Copy out all lines from the entries below in which "PathSpec" occurs.

────

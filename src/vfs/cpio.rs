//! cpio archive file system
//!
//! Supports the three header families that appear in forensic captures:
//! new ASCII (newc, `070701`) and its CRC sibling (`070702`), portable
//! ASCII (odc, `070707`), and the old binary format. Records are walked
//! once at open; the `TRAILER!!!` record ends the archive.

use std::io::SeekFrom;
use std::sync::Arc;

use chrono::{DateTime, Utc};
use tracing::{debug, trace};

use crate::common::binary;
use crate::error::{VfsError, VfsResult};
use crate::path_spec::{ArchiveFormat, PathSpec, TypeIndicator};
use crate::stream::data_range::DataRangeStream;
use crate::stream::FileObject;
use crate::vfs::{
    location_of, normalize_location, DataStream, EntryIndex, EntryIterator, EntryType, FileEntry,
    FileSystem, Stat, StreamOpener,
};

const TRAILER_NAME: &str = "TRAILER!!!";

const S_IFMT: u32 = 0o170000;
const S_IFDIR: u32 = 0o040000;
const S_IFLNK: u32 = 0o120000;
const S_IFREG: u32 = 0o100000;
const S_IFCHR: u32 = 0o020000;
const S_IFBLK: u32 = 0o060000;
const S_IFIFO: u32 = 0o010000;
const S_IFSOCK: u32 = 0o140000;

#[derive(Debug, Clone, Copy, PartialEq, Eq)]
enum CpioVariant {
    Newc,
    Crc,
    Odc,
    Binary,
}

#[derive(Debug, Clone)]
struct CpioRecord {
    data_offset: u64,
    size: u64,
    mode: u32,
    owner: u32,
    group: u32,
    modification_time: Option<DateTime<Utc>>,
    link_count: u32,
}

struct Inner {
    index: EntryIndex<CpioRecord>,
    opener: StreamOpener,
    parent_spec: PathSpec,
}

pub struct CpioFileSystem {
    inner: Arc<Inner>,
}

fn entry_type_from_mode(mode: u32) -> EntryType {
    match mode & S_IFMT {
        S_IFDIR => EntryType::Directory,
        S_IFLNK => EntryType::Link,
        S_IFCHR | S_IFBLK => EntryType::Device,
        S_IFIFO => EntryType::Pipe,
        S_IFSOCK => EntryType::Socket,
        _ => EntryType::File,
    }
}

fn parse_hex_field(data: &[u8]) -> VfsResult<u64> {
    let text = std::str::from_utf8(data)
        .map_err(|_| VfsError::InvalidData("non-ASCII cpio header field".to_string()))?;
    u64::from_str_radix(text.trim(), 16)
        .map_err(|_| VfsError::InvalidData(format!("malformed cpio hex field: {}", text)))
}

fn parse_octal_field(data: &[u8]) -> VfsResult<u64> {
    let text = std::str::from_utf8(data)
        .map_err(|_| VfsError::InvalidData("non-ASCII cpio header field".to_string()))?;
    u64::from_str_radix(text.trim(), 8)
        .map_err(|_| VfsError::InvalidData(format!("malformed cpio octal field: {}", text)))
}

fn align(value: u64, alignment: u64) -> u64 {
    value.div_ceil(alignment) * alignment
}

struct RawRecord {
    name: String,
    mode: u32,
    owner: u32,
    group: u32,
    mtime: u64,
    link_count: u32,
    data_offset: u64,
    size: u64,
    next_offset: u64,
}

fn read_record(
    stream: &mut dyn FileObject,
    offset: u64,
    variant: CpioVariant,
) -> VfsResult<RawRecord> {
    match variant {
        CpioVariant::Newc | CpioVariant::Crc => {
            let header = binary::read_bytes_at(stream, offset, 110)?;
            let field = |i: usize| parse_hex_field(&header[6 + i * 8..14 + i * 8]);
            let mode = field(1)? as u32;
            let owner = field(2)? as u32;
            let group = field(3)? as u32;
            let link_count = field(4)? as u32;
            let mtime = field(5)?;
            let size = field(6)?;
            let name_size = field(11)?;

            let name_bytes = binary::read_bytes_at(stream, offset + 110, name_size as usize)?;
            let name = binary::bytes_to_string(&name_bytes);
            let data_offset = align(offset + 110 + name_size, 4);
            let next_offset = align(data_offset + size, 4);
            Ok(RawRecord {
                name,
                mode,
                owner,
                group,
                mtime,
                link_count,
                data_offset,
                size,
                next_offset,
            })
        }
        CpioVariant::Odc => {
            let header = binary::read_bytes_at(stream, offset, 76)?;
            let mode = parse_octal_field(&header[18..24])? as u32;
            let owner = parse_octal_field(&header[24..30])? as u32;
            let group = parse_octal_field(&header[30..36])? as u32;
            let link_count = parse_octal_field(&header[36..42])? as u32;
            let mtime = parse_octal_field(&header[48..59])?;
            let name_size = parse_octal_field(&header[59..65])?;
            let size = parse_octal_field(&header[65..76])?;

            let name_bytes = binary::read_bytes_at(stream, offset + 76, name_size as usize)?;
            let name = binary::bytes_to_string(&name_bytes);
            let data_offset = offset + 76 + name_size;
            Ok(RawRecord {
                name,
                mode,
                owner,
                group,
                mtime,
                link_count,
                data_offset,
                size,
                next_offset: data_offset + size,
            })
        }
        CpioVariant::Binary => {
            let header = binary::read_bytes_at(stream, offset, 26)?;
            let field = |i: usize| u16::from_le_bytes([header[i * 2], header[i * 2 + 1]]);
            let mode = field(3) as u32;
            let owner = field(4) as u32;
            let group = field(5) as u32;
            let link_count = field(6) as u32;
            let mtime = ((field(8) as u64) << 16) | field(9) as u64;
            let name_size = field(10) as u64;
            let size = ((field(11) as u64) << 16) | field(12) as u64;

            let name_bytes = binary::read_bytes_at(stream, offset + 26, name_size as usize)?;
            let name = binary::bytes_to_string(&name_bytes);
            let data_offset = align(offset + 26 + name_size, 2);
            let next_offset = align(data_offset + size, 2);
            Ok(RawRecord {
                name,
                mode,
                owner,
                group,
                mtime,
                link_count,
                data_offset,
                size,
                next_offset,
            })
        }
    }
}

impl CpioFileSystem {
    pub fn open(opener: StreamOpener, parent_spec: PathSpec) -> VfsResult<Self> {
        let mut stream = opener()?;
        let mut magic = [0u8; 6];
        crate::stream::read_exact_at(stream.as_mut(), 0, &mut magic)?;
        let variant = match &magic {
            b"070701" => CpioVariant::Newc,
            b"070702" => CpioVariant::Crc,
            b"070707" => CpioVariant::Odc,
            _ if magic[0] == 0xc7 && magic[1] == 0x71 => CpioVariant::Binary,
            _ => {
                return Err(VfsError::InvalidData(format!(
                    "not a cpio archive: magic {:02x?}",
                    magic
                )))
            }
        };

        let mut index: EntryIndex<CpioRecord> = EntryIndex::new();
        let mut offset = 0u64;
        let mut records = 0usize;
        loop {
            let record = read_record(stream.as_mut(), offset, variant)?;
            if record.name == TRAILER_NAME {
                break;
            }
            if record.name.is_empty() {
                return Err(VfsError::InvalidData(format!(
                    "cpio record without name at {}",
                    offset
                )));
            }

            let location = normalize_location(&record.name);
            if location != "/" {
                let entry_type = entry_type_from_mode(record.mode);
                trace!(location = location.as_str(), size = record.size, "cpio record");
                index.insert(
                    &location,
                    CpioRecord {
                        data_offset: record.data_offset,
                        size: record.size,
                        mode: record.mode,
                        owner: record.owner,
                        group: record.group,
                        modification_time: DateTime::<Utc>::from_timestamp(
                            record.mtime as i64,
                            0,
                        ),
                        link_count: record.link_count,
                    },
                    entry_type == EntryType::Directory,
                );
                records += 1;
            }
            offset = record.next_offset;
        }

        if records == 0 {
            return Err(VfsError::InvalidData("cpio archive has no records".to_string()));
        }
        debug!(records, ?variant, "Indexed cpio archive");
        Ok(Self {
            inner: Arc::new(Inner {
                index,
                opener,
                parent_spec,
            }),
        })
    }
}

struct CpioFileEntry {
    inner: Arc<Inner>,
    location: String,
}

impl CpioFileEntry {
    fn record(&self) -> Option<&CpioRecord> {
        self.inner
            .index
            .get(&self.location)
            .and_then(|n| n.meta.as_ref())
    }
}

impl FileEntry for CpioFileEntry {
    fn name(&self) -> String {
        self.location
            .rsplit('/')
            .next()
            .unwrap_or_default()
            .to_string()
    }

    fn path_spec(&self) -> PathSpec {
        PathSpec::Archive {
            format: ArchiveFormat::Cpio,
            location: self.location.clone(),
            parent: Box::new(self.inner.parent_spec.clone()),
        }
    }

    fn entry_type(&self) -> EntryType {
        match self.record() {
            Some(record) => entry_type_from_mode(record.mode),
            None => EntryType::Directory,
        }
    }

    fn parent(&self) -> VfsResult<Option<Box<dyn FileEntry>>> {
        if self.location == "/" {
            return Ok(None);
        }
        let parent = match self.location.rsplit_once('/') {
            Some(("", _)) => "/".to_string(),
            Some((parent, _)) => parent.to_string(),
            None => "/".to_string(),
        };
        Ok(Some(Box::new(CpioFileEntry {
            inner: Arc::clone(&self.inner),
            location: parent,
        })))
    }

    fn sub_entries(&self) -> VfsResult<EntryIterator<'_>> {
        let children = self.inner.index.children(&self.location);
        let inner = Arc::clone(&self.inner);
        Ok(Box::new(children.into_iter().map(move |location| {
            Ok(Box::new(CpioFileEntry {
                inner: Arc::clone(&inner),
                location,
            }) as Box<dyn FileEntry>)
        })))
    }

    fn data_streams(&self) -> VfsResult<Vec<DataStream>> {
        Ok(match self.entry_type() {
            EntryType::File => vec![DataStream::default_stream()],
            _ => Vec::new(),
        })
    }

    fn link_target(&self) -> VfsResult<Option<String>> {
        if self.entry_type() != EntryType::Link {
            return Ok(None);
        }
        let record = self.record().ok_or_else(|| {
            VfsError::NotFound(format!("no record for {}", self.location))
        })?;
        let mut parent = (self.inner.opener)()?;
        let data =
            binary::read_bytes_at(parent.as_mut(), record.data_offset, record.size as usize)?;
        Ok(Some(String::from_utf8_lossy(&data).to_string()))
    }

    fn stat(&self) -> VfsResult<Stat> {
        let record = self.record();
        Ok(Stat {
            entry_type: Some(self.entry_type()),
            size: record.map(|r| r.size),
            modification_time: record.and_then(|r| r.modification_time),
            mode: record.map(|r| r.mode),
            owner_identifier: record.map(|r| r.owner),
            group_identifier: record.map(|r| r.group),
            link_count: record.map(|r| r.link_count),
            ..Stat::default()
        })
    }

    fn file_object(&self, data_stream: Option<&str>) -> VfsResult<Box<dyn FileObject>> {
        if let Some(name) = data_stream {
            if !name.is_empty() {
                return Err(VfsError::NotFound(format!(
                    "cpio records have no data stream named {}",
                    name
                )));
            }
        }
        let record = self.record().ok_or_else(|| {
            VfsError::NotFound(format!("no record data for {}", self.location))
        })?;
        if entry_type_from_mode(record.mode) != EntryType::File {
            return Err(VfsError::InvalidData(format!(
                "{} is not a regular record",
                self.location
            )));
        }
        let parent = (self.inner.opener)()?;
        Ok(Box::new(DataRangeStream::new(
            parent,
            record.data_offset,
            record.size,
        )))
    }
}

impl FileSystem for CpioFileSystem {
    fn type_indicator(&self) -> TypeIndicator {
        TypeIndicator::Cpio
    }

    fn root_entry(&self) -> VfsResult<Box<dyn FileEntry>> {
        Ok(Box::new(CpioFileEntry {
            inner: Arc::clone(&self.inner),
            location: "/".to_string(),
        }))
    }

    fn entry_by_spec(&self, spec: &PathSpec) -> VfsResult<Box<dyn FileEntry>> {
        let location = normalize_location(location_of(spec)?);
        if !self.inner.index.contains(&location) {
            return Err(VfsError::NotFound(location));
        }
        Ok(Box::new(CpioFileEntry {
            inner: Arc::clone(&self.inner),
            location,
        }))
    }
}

────

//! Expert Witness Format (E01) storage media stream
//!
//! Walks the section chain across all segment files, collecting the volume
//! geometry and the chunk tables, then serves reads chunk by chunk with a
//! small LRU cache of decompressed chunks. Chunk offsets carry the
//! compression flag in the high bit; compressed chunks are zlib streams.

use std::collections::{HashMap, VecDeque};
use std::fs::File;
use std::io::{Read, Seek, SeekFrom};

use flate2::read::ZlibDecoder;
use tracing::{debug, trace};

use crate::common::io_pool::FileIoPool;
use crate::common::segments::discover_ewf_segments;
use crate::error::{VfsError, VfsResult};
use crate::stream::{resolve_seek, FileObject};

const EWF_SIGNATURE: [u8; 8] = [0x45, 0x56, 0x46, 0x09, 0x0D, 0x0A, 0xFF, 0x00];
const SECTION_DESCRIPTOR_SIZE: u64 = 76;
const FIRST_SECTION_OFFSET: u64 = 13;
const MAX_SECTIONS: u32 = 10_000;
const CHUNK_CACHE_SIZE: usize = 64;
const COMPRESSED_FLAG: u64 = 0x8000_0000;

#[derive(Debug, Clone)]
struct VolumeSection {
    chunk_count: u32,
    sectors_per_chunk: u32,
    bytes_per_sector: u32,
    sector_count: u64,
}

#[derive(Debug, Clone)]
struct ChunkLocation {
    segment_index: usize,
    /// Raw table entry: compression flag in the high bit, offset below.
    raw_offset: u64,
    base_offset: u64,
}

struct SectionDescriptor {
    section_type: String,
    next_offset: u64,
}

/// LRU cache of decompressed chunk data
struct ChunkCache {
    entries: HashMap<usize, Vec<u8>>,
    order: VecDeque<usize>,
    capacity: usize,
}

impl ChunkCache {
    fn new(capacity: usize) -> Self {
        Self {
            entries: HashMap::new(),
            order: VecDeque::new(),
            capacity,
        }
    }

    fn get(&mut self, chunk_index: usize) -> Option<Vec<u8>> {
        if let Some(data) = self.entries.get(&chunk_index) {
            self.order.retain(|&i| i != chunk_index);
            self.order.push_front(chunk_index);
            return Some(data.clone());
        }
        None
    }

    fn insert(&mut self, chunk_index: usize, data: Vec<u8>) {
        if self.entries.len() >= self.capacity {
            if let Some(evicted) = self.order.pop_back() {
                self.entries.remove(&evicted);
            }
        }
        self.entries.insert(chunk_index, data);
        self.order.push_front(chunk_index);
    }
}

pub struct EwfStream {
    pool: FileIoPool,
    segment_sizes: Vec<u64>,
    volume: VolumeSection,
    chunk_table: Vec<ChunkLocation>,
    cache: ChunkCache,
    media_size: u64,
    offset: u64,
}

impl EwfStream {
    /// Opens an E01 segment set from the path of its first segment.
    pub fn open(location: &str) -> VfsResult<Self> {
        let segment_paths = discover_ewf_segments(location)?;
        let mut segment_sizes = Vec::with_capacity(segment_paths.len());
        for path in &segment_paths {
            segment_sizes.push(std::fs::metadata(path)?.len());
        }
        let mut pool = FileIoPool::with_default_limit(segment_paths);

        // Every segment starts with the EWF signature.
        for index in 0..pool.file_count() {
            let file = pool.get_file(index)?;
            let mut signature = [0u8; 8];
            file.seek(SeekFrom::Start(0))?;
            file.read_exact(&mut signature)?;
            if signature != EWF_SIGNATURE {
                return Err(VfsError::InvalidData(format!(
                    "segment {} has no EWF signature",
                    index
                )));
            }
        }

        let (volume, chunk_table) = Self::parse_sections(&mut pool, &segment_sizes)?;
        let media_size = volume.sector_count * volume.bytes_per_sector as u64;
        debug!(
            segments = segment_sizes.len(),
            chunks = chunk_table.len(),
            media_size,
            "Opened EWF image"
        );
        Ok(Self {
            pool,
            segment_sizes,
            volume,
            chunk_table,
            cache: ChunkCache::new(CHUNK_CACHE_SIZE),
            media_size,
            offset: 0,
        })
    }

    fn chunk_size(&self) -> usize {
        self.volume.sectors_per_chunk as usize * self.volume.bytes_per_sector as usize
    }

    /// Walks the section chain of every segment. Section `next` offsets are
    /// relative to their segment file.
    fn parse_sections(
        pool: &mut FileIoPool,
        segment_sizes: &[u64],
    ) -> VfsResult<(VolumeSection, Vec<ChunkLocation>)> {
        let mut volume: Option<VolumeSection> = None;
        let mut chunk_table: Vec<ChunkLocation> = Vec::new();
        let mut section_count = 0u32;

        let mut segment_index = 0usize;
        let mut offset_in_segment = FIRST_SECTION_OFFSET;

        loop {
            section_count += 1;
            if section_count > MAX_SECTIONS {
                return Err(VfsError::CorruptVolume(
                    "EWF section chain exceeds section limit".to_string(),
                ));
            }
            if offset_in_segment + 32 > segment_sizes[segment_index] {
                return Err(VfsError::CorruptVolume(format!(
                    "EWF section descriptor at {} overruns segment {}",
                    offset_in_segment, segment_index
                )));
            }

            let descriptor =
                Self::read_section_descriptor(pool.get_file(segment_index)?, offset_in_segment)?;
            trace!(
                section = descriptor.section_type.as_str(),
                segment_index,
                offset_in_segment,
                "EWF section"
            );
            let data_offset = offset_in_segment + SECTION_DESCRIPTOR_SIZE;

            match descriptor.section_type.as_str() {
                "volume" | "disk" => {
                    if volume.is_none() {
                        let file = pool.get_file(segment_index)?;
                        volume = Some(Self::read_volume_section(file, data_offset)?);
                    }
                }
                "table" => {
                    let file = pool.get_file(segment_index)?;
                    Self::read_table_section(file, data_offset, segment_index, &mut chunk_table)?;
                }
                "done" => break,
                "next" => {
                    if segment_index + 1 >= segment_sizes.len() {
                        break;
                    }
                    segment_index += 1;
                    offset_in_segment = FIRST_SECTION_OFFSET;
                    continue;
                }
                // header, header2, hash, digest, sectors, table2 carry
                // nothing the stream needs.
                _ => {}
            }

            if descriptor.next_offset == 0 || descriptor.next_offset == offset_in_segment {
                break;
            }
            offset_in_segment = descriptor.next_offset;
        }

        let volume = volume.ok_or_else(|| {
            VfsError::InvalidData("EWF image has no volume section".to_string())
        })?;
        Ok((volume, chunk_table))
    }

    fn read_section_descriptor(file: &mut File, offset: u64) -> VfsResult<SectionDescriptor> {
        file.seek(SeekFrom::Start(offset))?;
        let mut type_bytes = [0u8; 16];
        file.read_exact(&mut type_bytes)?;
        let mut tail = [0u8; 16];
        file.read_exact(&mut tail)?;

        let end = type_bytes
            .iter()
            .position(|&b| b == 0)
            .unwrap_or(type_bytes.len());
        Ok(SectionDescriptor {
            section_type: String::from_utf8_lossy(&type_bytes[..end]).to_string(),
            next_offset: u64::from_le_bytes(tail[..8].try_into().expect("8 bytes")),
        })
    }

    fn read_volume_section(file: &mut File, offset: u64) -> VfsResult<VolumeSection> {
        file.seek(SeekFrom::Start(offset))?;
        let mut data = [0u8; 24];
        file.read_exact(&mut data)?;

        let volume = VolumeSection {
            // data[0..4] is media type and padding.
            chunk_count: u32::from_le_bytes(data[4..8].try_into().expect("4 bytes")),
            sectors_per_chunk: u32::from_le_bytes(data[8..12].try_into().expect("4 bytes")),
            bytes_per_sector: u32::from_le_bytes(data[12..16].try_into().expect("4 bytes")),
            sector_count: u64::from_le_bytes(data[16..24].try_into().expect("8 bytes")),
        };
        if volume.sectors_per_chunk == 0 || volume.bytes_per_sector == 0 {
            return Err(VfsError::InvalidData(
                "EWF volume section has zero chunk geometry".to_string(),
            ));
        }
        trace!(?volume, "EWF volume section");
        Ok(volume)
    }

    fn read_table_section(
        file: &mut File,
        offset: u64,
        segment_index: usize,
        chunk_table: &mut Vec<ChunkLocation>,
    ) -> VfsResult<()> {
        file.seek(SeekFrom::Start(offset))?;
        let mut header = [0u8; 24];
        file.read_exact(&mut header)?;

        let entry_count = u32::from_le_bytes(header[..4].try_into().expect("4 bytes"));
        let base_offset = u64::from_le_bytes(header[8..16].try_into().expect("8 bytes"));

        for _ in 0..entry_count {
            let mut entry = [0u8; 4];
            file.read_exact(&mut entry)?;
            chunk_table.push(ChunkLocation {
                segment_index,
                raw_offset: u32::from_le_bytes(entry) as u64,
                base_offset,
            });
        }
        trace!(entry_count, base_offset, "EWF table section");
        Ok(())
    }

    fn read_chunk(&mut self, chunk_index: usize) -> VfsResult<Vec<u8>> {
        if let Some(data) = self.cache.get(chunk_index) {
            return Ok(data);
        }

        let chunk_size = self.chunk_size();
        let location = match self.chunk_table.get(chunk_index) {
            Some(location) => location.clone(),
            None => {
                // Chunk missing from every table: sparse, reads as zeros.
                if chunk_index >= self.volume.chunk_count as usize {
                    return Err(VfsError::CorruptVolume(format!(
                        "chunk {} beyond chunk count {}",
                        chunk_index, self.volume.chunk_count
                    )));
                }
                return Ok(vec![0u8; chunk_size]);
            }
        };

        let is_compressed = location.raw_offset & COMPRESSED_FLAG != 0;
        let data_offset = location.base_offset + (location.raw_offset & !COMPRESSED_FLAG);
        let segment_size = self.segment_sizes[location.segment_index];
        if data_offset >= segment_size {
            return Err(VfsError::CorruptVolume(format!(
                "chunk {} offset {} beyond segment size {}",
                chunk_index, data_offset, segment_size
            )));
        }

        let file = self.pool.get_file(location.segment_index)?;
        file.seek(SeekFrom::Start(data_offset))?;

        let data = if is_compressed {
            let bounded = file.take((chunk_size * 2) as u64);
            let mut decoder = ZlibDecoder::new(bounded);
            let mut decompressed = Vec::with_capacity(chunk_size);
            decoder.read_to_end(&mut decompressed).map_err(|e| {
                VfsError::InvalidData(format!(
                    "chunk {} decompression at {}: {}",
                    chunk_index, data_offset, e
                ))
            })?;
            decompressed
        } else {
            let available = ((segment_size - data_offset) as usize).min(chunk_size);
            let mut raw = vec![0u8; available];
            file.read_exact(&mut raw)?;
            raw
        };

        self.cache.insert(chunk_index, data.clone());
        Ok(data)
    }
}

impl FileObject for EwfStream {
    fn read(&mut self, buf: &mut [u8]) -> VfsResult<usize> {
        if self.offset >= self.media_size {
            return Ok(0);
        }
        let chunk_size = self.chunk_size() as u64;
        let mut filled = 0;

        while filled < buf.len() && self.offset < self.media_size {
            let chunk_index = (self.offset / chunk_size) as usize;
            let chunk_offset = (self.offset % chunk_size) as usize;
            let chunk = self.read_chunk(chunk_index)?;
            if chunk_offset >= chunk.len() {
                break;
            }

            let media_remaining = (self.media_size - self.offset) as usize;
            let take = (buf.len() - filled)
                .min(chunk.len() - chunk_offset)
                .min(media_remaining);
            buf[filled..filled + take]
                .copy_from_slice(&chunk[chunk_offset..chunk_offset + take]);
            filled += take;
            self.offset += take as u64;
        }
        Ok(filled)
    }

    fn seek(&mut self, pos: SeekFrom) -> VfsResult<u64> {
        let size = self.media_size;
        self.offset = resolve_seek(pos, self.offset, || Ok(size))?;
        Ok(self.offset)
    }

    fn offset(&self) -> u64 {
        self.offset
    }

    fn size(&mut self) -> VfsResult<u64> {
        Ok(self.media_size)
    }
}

────

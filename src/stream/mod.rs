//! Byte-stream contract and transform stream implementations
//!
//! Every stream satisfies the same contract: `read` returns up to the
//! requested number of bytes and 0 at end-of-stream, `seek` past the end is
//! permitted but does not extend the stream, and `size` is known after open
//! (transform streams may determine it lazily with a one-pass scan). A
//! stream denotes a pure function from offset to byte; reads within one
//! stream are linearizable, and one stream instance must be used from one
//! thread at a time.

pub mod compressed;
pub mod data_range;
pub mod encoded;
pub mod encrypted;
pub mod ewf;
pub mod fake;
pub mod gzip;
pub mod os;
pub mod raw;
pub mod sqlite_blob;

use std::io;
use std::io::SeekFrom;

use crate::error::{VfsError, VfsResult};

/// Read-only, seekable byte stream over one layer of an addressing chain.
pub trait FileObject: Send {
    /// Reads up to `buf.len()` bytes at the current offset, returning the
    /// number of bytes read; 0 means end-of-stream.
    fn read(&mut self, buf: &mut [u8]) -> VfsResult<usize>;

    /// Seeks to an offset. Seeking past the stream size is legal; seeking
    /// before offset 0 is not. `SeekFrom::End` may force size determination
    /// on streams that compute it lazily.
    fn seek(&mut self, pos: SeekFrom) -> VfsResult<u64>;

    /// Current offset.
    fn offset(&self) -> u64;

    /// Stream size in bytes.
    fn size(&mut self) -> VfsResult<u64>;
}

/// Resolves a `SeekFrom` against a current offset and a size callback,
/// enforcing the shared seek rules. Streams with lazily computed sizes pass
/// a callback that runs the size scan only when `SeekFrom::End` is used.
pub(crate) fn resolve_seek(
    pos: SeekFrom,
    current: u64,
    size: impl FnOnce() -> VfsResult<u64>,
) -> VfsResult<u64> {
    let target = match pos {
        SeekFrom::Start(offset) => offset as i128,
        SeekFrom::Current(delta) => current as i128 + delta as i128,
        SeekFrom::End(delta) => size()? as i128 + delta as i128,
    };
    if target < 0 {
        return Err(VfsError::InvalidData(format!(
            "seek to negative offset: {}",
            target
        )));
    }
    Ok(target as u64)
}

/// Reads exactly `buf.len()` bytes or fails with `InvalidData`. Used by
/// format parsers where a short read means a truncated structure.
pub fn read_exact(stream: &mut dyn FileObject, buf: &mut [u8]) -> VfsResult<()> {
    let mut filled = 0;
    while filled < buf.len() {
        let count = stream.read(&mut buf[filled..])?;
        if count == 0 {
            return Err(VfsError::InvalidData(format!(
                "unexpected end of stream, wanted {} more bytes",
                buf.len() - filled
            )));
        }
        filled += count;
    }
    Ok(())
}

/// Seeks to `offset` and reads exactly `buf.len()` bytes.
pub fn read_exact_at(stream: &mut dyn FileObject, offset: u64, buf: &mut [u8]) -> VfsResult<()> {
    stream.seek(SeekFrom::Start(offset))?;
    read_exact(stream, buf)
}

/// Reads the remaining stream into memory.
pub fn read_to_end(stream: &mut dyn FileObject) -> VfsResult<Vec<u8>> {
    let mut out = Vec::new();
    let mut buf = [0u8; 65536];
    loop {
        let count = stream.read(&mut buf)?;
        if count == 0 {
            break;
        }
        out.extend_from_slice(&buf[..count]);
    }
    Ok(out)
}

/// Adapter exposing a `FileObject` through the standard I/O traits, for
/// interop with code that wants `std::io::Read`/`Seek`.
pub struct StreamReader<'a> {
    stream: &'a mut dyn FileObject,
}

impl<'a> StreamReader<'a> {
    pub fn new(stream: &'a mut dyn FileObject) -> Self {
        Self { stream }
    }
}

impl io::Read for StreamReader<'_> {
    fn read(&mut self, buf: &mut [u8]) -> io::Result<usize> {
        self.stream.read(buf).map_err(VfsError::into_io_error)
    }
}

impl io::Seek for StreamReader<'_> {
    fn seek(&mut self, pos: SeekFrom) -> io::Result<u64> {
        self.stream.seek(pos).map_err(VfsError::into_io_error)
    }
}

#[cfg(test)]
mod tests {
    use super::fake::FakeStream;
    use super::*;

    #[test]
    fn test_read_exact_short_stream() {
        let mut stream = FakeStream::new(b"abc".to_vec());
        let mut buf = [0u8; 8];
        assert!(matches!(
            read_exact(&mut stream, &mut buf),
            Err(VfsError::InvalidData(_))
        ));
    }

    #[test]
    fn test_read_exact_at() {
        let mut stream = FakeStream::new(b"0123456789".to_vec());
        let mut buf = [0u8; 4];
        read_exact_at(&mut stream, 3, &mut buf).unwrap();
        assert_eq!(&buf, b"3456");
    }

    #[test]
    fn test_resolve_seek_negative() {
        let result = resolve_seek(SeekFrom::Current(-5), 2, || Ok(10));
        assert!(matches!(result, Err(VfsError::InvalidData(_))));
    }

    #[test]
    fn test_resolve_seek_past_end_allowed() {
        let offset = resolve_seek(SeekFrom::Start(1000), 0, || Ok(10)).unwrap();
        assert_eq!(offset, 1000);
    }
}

────

* [Result]:
use crate::path_spec::{ArchiveFormat, PathSpec, TypeIndicator};
    parent_spec: PathSpec,
    pub fn open(opener: StreamOpener, parent_spec: PathSpec) -> VfsResult<Self> {
    fn path_spec(&self) -> PathSpec {
        PathSpec::Archive {
    fn entry_by_spec(&self, spec: &PathSpec) -> VfsResult<Box<dyn FileEntry>> {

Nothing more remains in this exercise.